Value streams are hierarchical and there are cases where you need to make use of commodity or specialized tools and services, so there is some nuance here. But the guiding principle is clear: organize to optimize for flow and eliminating handoffs and coordination.
For more details on organizing for flow, I highly recommend learning about Team Topologies.
Waiting for signoffs, approvals, and validations
When we try to guarantee correctness by getting manual signoffs, approvals, and validations, we lose out on flow. Research from the Accelerate team actually shows that large change control processes decrease both quality and speed.
The significant delays introduced by our attempts to guarantee correctness have a major cost to the business — unrecognized revenue, increased competitive risk, lost opportunities, increased overhead costs, and higher employee turnover to name a few.
A great image that helps me think of the impact of requiring centralized approval and control is to think of a squad in a battle. You may help ensure they make the right decision by requiring to someone in the squad to go up the hill to the general’s tent every time they need to make a decision, but it’s a great way to lose the battle.

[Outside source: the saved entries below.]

use super::*;
use std::sync::atomic::{AtomicBool, AtomicUsize, Ordering};
use std::time::Instant;

const SHELL: &str = "/bin/sh";

fn counting_notifier() -> (OutputNotifier, Arc<AtomicUsize>) {
    let count = Arc::new(AtomicUsize::new(0));
    let counter = Arc::clone(&count);
    let notify: OutputNotifier = Arc::new(move || {
        counter.fetch_add(1, Ordering::SeqCst);
    });
    (notify, count)
}

fn session() -> TerminalSession {
    let (notify, _) = counting_notifier();
    TerminalSession::new(SHELL, notify)
}

fn wait_until(timeout: Duration, mut cond: impl FnMut() -> bool) -> bool {
    let deadline = Instant::now() + timeout;
    while Instant::now() < deadline {
        if cond() {
            return true;
        }
        thread::sleep(Duration::from_millis(20));
    }
    cond()
}

#[test]
fn start_writes_banner_and_marks_running() {
    let mut session = session();
    session.start(None);
    assert!(session.is_running());
    assert!(session.contents().starts_with(BANNER));
    session.stop();
}

#[test]
fn start_twice_spawns_only_once() {
    let mut session = session();
    session.start(None);
    let first = session.process_id();
    assert!(first.is_some());

    session.start(None);
    assert_eq!(session.process_id(), first);
    session.stop();
}

#[test]
fn write_after_stop_is_a_noop() {
    let mut session = session();
    session.set_focused(true);
    session.start(None);
    session.stop();

    session.write(b"echo late\r");
    assert!(!session.is_running());
    assert!(!session.contents().contains("late"));
}

#[test]
fn stop_is_idempotent_and_removes_credential() {
    let mut session = session();
    session.start(Some("apiVersion: v1\nkind: Config\n"));

    let path = session
        .credential_path()
        .map(Path::to_path_buf)
        .expect("credential path");
    assert!(path.exists());
    let name = path.file_name().unwrap().to_string_lossy().to_string();
    assert!(name.starts_with("k8s-dojo-"));
    assert!(name.ends_with(".kubeconfig"));
    assert_eq!(
        std::fs::read_to_string(&path).unwrap(),
        "apiVersion: v1\nkind: Config\n"
    );

    session.stop();
    assert!(!path.exists());
    assert!(session.credential_path().is_none());

    session.stop();
    assert!(!session.is_running());
    assert_eq!(session.size(), (DEFAULT_COLS, DEFAULT_ROWS));
}

#[test]
fn stop_returns_promptly_once_the_pty_closes() {
    let mut session = session();
    session.start(Some("cred"));
    let path = session.credential_path().map(Path::to_path_buf).unwrap();

    let started = Instant::now();
    session.stop();
    assert!(started.elapsed() < STOP_GRACE);
    assert!(!session.is_running());
    assert!(!path.exists());
}

/// A notifier that parks the reader thread inside its first notification until released.
struct StuckReader {
    entered: Arc<AtomicBool>,
    release: Arc<(Mutex<bool>, std::sync::Condvar)>,
}

impl StuckReader {
    fn notifier(&self) -> OutputNotifier {
        let owner = thread::current().id();
        let entered = Arc::clone(&self.entered);
        let release = Arc::clone(&self.release);
        Arc::new(move || {
            if thread::current().id() == owner {
                return;
            }
            entered.store(true, Ordering::SeqCst);
            let (lock, cvar) = &*release;
            let mut released = lock.lock().unwrap();
            while !*released {
                released = cvar.wait(released).unwrap();
            }
        })
    }

    fn release(&self) {
        let (lock, cvar) = &*self.release;
        *lock.lock().unwrap() = true;
        cvar.notify_all();
    }
}

#[test]
fn stop_gives_up_on_a_stuck_reader_after_the_grace_period() {
    let stuck = StuckReader {
        entered: Arc::new(AtomicBool::new(false)),
        release: Arc::new((Mutex::new(false), std::sync::Condvar::new())),
    };
    let mut session = TerminalSession::new(SHELL, stuck.notifier());
    session.set_focused(true);
    session.start(Some("cred"));
    let path = session.credential_path().map(Path::to_path_buf).unwrap();
    session.write(b"echo ready\r");
    assert!(wait_until(Duration::from_secs(3), || stuck
        .entered
        .load(Ordering::SeqCst)));

    let started = Instant::now();
    session.stop();
    let elapsed = started.elapsed();
    assert!(elapsed >= STOP_GRACE, "stop returned after {elapsed:?}");
    assert!(elapsed < STOP_GRACE + Duration::from_secs(1));
    assert!(!session.is_running());
    assert!(!path.exists());
    assert_eq!(session.size(), (DEFAULT_COLS, DEFAULT_ROWS));

    // The abandoned reader must not touch the next session once it wakes up.
    stuck.release();
    session.start(None);
    assert!(session.is_running());
    thread::sleep(Duration::from_millis(100));
    assert!(session.is_running());
    assert!(session.contents().starts_with(BANNER));
    session.stop();
}

#[test]
fn spawn_failure_leaves_session_stopped_and_notifies() {
    let (notify, count) = counting_notifier();
    let mut session = TerminalSession::new("/nonexistent/k8s-dojo-shell", notify);

    session.start(Some("cred"));
    assert!(!session.is_running());
    assert!(session.credential_path().is_none());
    assert_eq!(count.load(Ordering::SeqCst), 1);
}

#[test]
fn shell_output_reaches_the_grid() {
    let (notify, count) = counting_notifier();
    let mut session = TerminalSession::new(SHELL, notify);
    session.set_focused(true);
    session.start(None);

    session.write(b"echo dojo-$((40+2))\r");
    assert!(wait_until(Duration::from_secs(3), || session
        .contents()
        .contains("dojo-42")));
    assert!(count.load(Ordering::SeqCst) >= 2);
    session.stop();
}

#[test]
fn unfocused_write_is_ignored() {
    let mut session = session();
    session.start(None);
    session.write(b"echo unfocused-$((1+1))\r");

    thread::sleep(Duration::from_millis(300));
    assert!(!session.contents().contains("unfocused-2"));
    session.stop();
}

#[test]
fn shell_exit_marks_session_closed() {
    let mut session = session();
    session.set_focused(true);
    session.start(None);
    session.write(b"exit\r");

    assert!(wait_until(Duration::from_secs(3), || !session.is_running()));
    assert!(session.contents().contains(CLOSED_BANNER));

    session.start(None);
    assert!(session.is_running());
    session.stop();
}

#[test]
fn resize_while_idle_is_applied_on_next_start() {
    let mut session = session();
    session.resize(100, 30);
    assert_eq!(session.size(), (DEFAULT_COLS, DEFAULT_ROWS));

    session.start(None);
    assert_eq!(session.size(), (100, 30));

    session.resize(60, 10);
    assert_eq!(session.size(), (60, 10));
    session.stop();
}

#[test]
fn render_produces_one_line_per_row_and_reverses_focused_cursor() {
    let mut session = session();
    session.start(None);
    session.set_focused(true);

    let lines = session.render();
    assert_eq!(lines.len(), DEFAULT_ROWS as usize);
    let reversed = lines.iter().flat_map(|line| line.spans.iter()).any(|span| {
        span.style
            .add_modifier
            .contains(ratatui::style::Modifier::REVERSED)
    });
    assert!(reversed);

    session.set_focused(false);
    let reversed = session
        .render()
        .iter()
        .flat_map(|line| line.spans.iter())
        .any(|span| {
            span.style
                .add_modifier
                .contains(ratatui::style::Modifier::REVERSED)
        });
    assert!(!reversed);
    session.stop();
}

We can trade off our attempts to guarantee correctness and improve flow through the value stream by pushing decision making down to the value stream teams.
Give them the necessary business and architectural context and guidance, and set them free to make the day-to-day decisions. A great video that really captures the essence of this practice is this one by David Marquet.
Bring about big change through small steps
I have shared some of the systemic causes, principles, and high-level approaches to addressing the problem of being super busy but nothing gets done.
But what this looks like for you depends very much on your situation. There is no playbook that you can just apply. You need to find your own way, that works for your culture and your particular set of problems and goals.
You also can’t just wave a magic wand. You will need to convince your leadership to invest in the change by demonstrating success. The best way to do this is start small, think big, and learn fast.
In particular, an approach I have found works really well is to find a team that has the appetite and interest to try something new. Then you all can work to gether to apply the scientific method: define your hypothesis, identify an experiment to prove or disprove it, and evaluate the outcome. Evaluate, assess, and repeat.
As you start to see results, share your learnings with others. Demonstrate the impact of the changes you have made. Nothing helps reduce fear and anxiety more than a set of peers sharing their journey and answering your questions. If you’re finding real results, it won’t be long before others join in, and you’ll find it has a snowball effect.